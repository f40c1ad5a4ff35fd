//! Wire protocol error types.

use thiserror::Error;

/// Wire protocol errors
#[derive(Error, Debug, Clone, PartialEq, Eq)]
pub enum WireError {
    /// Datagram length does not match the fixed message size
    #[error("bad datagram length: {0}")]
    Length(usize),

    /// Unsupported protocol version
    #[error("version unsupported: {0}")]
    Version(u8),

    /// Unknown command code
    #[error("unknown command {0}")]
    Command(u8),

    /// Prefix length outside 1..=32
    #[error("mask out of range: {0}")]
    Mask(u8),

    /// Table name longer than the fixed buffer
    #[error("table name too long: {0} bytes")]
    TableName(usize),

    /// Authentication key has the wrong length
    #[error("key must be {expected} bytes, got {actual}")]
    KeyLength {
        /// Required key length in bytes
        expected: usize,
        /// Length actually supplied
        actual: usize,
    },
}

■ ■ ■

Task item:
Up to and including the last line of the listing above, copy exactly every line from the one that contains "protocol error types." onward; leave out all others.

Answer space:
//! Wire protocol error types.

use thiserror::Error;

/// Wire protocol errors
#[derive(Error, Debug, Clone, PartialEq, Eq)]
pub enum WireError {
    /// Datagram length does not match the fixed message size
    #[error("bad datagram length: {0}")]
    Length(usize),

    /// Unsupported protocol version
    #[error("version unsupported: {0}")]
    Version(u8),

    /// Unknown command code
    #[error("unknown command {0}")]
    Command(u8),

    /// Prefix length outside 1..=32
    #[error("mask out of range: {0}")]
    Mask(u8),

    /// Table name longer than the fixed buffer
    #[error("table name too long: {0} bytes")]
    TableName(usize),

    /// Authentication key has the wrong length
    #[error("key must be {expected} bytes, got {actual}")]
    KeyLength {
        /// Required key length in bytes
        expected: usize,
        /// Length actually supplied
        actual: usize,
    },
}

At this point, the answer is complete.